China is having a massive Thorium program. The People’s Republic of China has initiated a research and development project in thorium molten-salt reactor technology. The thorium MSR efforts aims not only to develop the technology but to secure intellectual property rights to its implementation. This may be one of the reasons that the Chinese have not joined the international Gen-IV effort for MSR development, since part of that involves technology exchange. Neither the US nor Russia have joined the MSR Gen-IV effort either.
China is currently the largest emitter of CO2 and air pollutants by far, and according to the Paris accord was allowed to emit six times as much pollutants as the U.S. by 2030, being a “developing nation”. Their air quality is already among the worst in the world so something had to be done if they were to achieve world dominance by 2025 and total rule by 2030. Only Thorium can solve the pollution problem and provide the clean energy needed for the future. Regular Uranium Nuclear reactors require large amounts of water and Molten Salt Thorium reactors require little water to operate.
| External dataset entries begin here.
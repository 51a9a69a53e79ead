//! Path codec for the `/`-delimited bookmark hierarchy.
//!
//! A bookmark's `path` is the canonical path of its parent folder. A folder's
//! own canonical path is `folder_full_path(folder.path, folder.display_name)`.
//! The root `/` is virtual.

use crate::constants::{PATH_SEPARATOR, ROOT_PATH};

/// Split a full path into `(parent, leaf)` at the last separator.
///
/// Returns `None` if the input contains no separator. A separator at
/// position 0 yields the root as parent, so `"/A"` becomes `("/", "A")` and
/// `"/"` becomes `("/", "")`.
pub fn split_path(full: &str) -> Option<(&str, &str)> {
    let idx = full.rfind(PATH_SEPARATOR)?;
    let parent = if idx == 0 { ROOT_PATH } else { &full[..idx] };
    Some((parent, &full[idx + 1..]))
}

/// Synthesize the canonical path of a folder from its parent path and name.
///
/// The parent is normalized to end in exactly one separator and an accidental
/// leading `//` collapses to `/`.
pub fn folder_full_path(parent: &str, display_name: &str) -> String {
    let mut full = parent.to_string();
    if !full.ends_with(PATH_SEPARATOR) {
        full.push(PATH_SEPARATOR);
    }
    if full.starts_with("//") {
        full.replace_range(..2, ROOT_PATH);
    }
    full.push_str(display_name);
    full
}

/// `true` if `path` is the virtual root.
pub fn is_root(path: &str) -> bool {
    path == ROOT_PATH
}

/// `true` if `candidate` equals `prefix` or lies below it.
///
/// `"/A"` is within `"/A"` and `"/A/B"` but not within `"/AB"`.
pub fn is_within(candidate: &str, prefix: &str) -> bool {
    match candidate.strip_prefix(prefix) {
        Some("") => true,
        Some(rest) => rest.starts_with(PATH_SEPARATOR),
        None => false,
    }
}

/// Replace the leading `old_prefix` of `path` with `new_prefix`.
///
/// Only the prefix is substituted; later occurrences of the same text stay
/// untouched. Returns `None` when `path` is not within `old_prefix`.
pub fn rebase(path: &str, old_prefix: &str, new_prefix: &str) -> Option<String> {
    if !is_within(path, old_prefix) {
        return None;
    }
    Some(format!("{}{}", new_prefix, &path[old_prefix.len()..]))
}

/// Shape check for paths arriving from callers.
///
/// A valid path is non-empty, starts with `/` and, unless it is the root,
/// has no trailing separator and no empty segments.
pub fn validate_path(path: &str) -> Result<(), String> {
    if path.is_empty() {
        return Err("empty path".to_string());
    }
    if !path.starts_with(PATH_SEPARATOR) {
        return Err(format!("path '{path}' must start with '/'"));
    }
    if is_root(path) {
        return Ok(());
    }
    if path.ends_with(PATH_SEPARATOR) {
        return Err(format!("path '{path}' must not end with '/'"));
    }
    if path[1..].split(PATH_SEPARATOR).any(str::is_empty) {
        return Err(format!("path '{path}' contains an empty segment"));
    }
    Ok(())
}

/// Check that `name` can be used as one path segment.
pub fn validate_name(name: &str) -> Result<(), String> {
    if name.contains(PATH_SEPARATOR) {
        return Err(format!("display name '{name}' must not contain '/'"));
    }
    Ok(())
}

#[cfg(test)]
mod tests {
    use super::*;

    #[test]
    fn split_nested_path() {
        assert_eq!(split_path("/A/B/C"), Some(("/A/B", "C")));
    }

    #[test]
    fn split_below_root() {
        assert_eq!(split_path("/A"), Some(("/", "A")));
        assert_eq!(split_path("/"), Some(("/", "")));
    }

    #[test]
    fn split_without_separator() {
        assert_eq!(split_path("abc"), None);
        assert_eq!(split_path(""), None);
    }

    #[test]
    fn full_path_normalizes_parent() {
        assert_eq!(folder_full_path("/", "A"), "/A");
        assert_eq!(folder_full_path("/A", "B"), "/A/B");
        assert_eq!(folder_full_path("/A/", "B"), "/A/B");
        assert_eq!(folder_full_path("//", "A"), "/A");
    }

    #[test]
    fn within_respects_segment_boundary() {
        assert!(is_within("/A", "/A"));
        assert!(is_within("/A/B", "/A"));
        assert!(!is_within("/AB", "/A"));
        assert!(!is_within("/", "/A"));
    }

    #[test]
    fn rebase_only_touches_prefix() {
        assert_eq!(rebase("/A/x/A", "/A", "/Z").as_deref(), Some("/Z/x/A"));
        assert_eq!(rebase("/A", "/A", "/Z").as_deref(), Some("/Z"));
        assert_eq!(rebase("/AB", "/A", "/Z"), None);
    }

    #[test]
    fn validate_shapes() {
        assert!(validate_path("/").is_ok());
        assert!(validate_path("/A/B").is_ok());
        assert!(validate_path("").is_err());
        assert!(validate_path("A").is_err());
        assert!(validate_path("/A/").is_err());
        assert!(validate_path("/A//B").is_err());
    }

    #[test]
    fn names_are_single_segments() {
        assert!(validate_name("Äpfel").is_ok());
        assert!(validate_name("a b").is_ok());
        assert!(validate_name("a/b").is_err());
        assert!(validate_name("/").is_err());
    }
}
The question is if China will manage to build a homegrown mega export industry, or will others have capacity and will to catch up?
The first energy system they are building is a solid fuel molten salt reactor that achieves high temperatures to maximize efficiency of combined heat and power generation applications.
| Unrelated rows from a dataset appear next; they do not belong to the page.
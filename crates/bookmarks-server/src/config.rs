//! Server configuration loaded from environment variables.
//!
//! All settings have defaults so the server can start with zero
//! configuration for local development.

use std::net::SocketAddr;
use std::path::PathBuf;
use std::time::Duration;

use bookmarks_shared::constants::{DEFAULT_FETCH_TIMEOUT_SECS, DEFAULT_HTTP_PORT, MAX_FAVICON_SIZE};

/// Where favicon payloads are kept.
#[derive(Debug, Clone, Copy, PartialEq, Eq)]
pub enum FaviconStorage {
    /// One file per favicon below `favicon_path`.
    Disk,
    /// Rows of the `FAVICONS` table in the bookmark database.
    Database,
}

/// Server configuration.
#[derive(Debug, Clone)]
pub struct ServerConfig {
    /// Socket address for the HTTP (axum) API server.
    /// Env: `HTTP_ADDR`
    /// Default: `0.0.0.0:8080`
    pub http_addr: SocketAddr,

    /// SQLite database file.
    /// Env: `DATABASE_PATH`
    /// Default: `None`, i.e. `bookmarks.db` in the platform data directory.
    pub database_path: Option<PathBuf>,

    /// Env: `FAVICON_STORAGE` (`disk` or `database`)
    /// Default: `disk`
    pub favicon_storage: FaviconStorage,

    /// Directory of the disk favicon store.
    /// Env: `FAVICON_PATH`
    /// Default: `./favicons`
    pub favicon_path: PathBuf,

    /// HTTP timeout of favicon requests.
    /// Env: `FAVICON_FETCH_TIMEOUT_SECS`
    pub fetch_timeout: Duration,

    /// Largest favicon payload accepted, in bytes.
    /// Env: `MAX_FAVICON_SIZE`
    pub max_favicon_size: usize,

    /// Build identifier reported by the appinfo endpoint.
    /// Env: `BUILD_NUMBER`
    pub build_number: String,

    /// Request header carrying the authenticated user name, set by the
    /// fronting proxy.
    /// Env: `USER_HEADER`
    /// Default: `x-forwarded-user`
    pub user_header: String,
}

impl Default for ServerConfig {
    fn default() -> Self {
        Self {
            http_addr: ([0, 0, 0, 0], DEFAULT_HTTP_PORT).into(),
            database_path: None,
            favicon_storage: FaviconStorage::Disk,
            favicon_path: PathBuf::from("./favicons"),
            fetch_timeout: Duration::from_secs(DEFAULT_FETCH_TIMEOUT_SECS),
            max_favicon_size: MAX_FAVICON_SIZE,
            build_number: "dev".to_string(),
            user_header: "x-forwarded-user".to_string(),
        }
    }
}

impl ServerConfig {
    /// Load configuration from environment variables, falling back to defaults.
    pub fn from_env() -> Self {
        Self::from_lookup(|key| std::env::var(key).ok())
    }

    fn from_lookup(var: impl Fn(&str) -> Option<String>) -> Self {
        let mut config = Self::default();

        if let Some(addr) = var("HTTP_ADDR") {
            if let Ok(parsed) = addr.parse::<SocketAddr>() {
                config.http_addr = parsed;
            } else {
                tracing::warn!(value = %addr, "Invalid HTTP_ADDR, using default");
            }
        }

        if let Some(path) = var("DATABASE_PATH").filter(|p| !p.is_empty()) {
            config.database_path = Some(PathBuf::from(path));
        }

        if let Some(storage) = var("FAVICON_STORAGE") {
            match storage.to_ascii_lowercase().as_str() {
                "disk" => config.favicon_storage = FaviconStorage::Disk,
                "database" | "db" => config.favicon_storage = FaviconStorage::Database,
                _ => tracing::warn!(value = %storage, "Invalid FAVICON_STORAGE, using disk"),
            }
        }

        if let Some(path) = var("FAVICON_PATH") {
            config.favicon_path = PathBuf::from(path);
        }

        if let Some(val) = var("FAVICON_FETCH_TIMEOUT_SECS") {
            match val.parse::<u64>() {
                Ok(secs) if secs > 0 => config.fetch_timeout = Duration::from_secs(secs),
                _ => tracing::warn!(value = %val, "Invalid FAVICON_FETCH_TIMEOUT_SECS, using default"),
            }
        }

        if let Some(val) = var("MAX_FAVICON_SIZE") {
            match val.parse::<usize>() {
                Ok(size) if size > 0 => config.max_favicon_size = size,
                _ => tracing::warn!(value = %val, "Invalid MAX_FAVICON_SIZE, using default"),
            }
        }

        if let Some(build) = var("BUILD_NUMBER").filter(|b| !b.is_empty()) {
            config.build_number = build;
        }

        if let Some(header) = var("USER_HEADER").filter(|h| !h.is_empty()) {
            config.user_header = header.to_ascii_lowercase();
        }

        // RUST_LOG is handled directly by tracing-subscriber's EnvFilter.

        config
    }
}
However, to fully realize thorium’s energy potential and in this way solve an important mission for China – the security of fuel supply – requires also the thorium itself to be fluid. This is optimized in the Thorium Molten Salt Reactor (TMSR).
The TMSR takes safety to an entirely new level and can be made cheap and small since it operates at atmospheric pressure, one of its many advantages. Thanks to its flexible cooling options it can basically be used anywhere, be it a desert, a town or at sea. In China this is of special interest inland, where freshwater is scarce in large areas, providing a unique way to secure energy independence.